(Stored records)
//! Guess scoring: closest without going over.
//!
//! An exact guess earns 100 points and any overshoot earns nothing. Guesses
//! below the answer decay in two segments: within half of the answer they
//! scale from 99 down, further away they earn a small 1..=5 consolation.

use crate::questions;
use crate::types::QuestionId;
use std::collections::BTreeMap;

pub const EXACT_SCORE: u32 = 100;

/// Score a raw (stringly-typed) guess against the true answer.
///
/// Missing, blank or unparsable guesses score 0. Formatting rules such as the
/// scientific-notation ban are enforced at submission time, not here.
pub fn calculate_score(guess: Option<&str>, actual: i64) -> u32 {
    let Some(raw) = guess.map(str::trim).filter(|s| !s.is_empty()) else {
        return 0;
    };
    match raw.parse::<f64>() {
        Ok(value) if value.is_finite() => score_value(value, actual),
        _ => 0,
    }
}

/// Score a numeric guess against the true answer
pub fn score_value(guess: f64, actual: i64) -> u32 {
    let actual_f = actual as f64;
    if guess > actual_f {
        return 0;
    }
    if guess == actual_f {
        return EXACT_SCORE;
    }

    let percent_off = (actual_f - guess) / actual_f.abs();
    let score = if percent_off >= 0.5 {
        (10.0 * (1.0 - percent_off)).floor()
    } else {
        (99.0 * (1.0 - percent_off * 2.0)).floor()
    };

    // floor() can go very negative for huge undershoots
    score.max(1.0) as u32
}

/// Sum of per-question scores over the full question list; unanswered
/// questions score 0.
pub fn calculate_total_score(answers: &BTreeMap<QuestionId, String>) -> u32 {
    questions::all()
        .iter()
        .map(|q| calculate_score(answers.get(&q.id).map(String::as_str), q.answer))
        .sum()
}

#[cfg(test)]
mod tests {
    use super::*;

    #[test]
    fn test_exact_answers_score_100() {
        for q in questions::all() {
            let guess = q.answer.to_string();
            assert_eq!(calculate_score(Some(guess.as_str()), q.answer), 100, "q{}", q.id);
        }
    }

    #[test]
    fn test_overshoot_scores_zero() {
        assert_eq!(calculate_score(Some("101"), 100), 0);
        assert_eq!(calculate_score(Some("100.5"), 100), 0);
        assert_eq!(calculate_score(Some("-100"), -109), 0);
        assert_eq!(calculate_score(Some("0"), -109), 0);
    }

    #[test]
    fn test_missing_or_invalid_guess_scores_zero() {
        assert_eq!(calculate_score(None, 100), 0);
        assert_eq!(calculate_score(Some(""), 100), 0);
        assert_eq!(calculate_score(Some("   "), 100), 0);
        assert_eq!(calculate_score(Some("abc"), 100), 0);
        assert_eq!(calculate_score(Some("NaN"), 100), 0);
        assert_eq!(calculate_score(Some("-inf"), 100), 0);
    }

    #[test]
    fn test_branch_boundaries() {
        // percent_off = 0.5 takes the consolation branch
        assert_eq!(calculate_score(Some("50"), 100), 5);
        // percent_off = 0.1
        assert_eq!(calculate_score(Some("90"), 100), 79);
        // percent_off = 0.01
        assert_eq!(calculate_score(Some("99"), 100), 97);
        // Just inside the close branch: floor(99 * 0.02) = 1
        assert_eq!(calculate_score(Some("51"), 100), 1);
    }

    #[test]
    fn test_consolation_floor_is_one() {
        assert_eq!(calculate_score(Some("25"), 100), 2);
        assert_eq!(calculate_score(Some("1"), 100), 1);
        assert_eq!(calculate_score(Some("0"), 100), 1);
        assert_eq!(calculate_score(Some("-5000"), 100), 1);
        assert_eq!(calculate_score(Some("-1000000000"), 336), 1);
    }

    #[test]
    fn test_negative_actual() {
        // percent_off = 41 / 109
        assert_eq!(calculate_score(Some("-150"), -109), 24);
        assert_eq!(calculate_score(Some("-109"), -109), 100);
    }

    #[test]
    fn test_fractional_and_padded_guesses() {
        // percent_off = 0.005 -> floor(98.01)
        assert_eq!(calculate_score(Some("99.5"), 100), 98);
        assert_eq!(calculate_score(Some("  90 "), 100), 79);
    }

    #[test]
    fn test_scores_stay_in_range() {
        for actual in [15_i64, 336, -109, 300000] {
            for guess in [-1e9, -500.0, 0.0, 1.0, 7.5, 14.0, 200.0, 1e9] {
                let score = score_value(guess, actual);
                assert!(score <= 100, "{guess} vs {actual} -> {score}");
            }
        }
    }

    #[test]
    fn test_total_score_sums_individual_scores() {
        let mut answers = BTreeMap::new();
        let mut expected = 0;
        for q in questions::all() {
            // Alternate exact, close, far and overshooting guesses
            let guess = match q.id % 4 {
                0 => q.answer,
                1 => q.answer - q.answer.abs() / 10,
                2 => q.answer - q.answer.abs(),
                _ => q.answer + 1,
            };
            let guess = guess.to_string();
            expected += calculate_score(Some(guess.as_str()), q.answer);
            answers.insert(q.id, guess);
        }

        assert_eq!(calculate_total_score(&answers), expected);
    }

    #[test]
    fn test_total_score_ignores_missing_entries() {
        let mut answers = BTreeMap::new();
        answers.insert(1, "336".to_string());
        answers.insert(6, "".to_string());
        assert_eq!(calculate_total_score(&answers), 100);
        assert_eq!(calculate_total_score(&BTreeMap::new()), 0);
    }
}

EXERCISE DIRECTIONS
Each line that contains the string "match" counts once; report how many such lines the entries have, giving only the number.

EXERCISE SOLUTION
2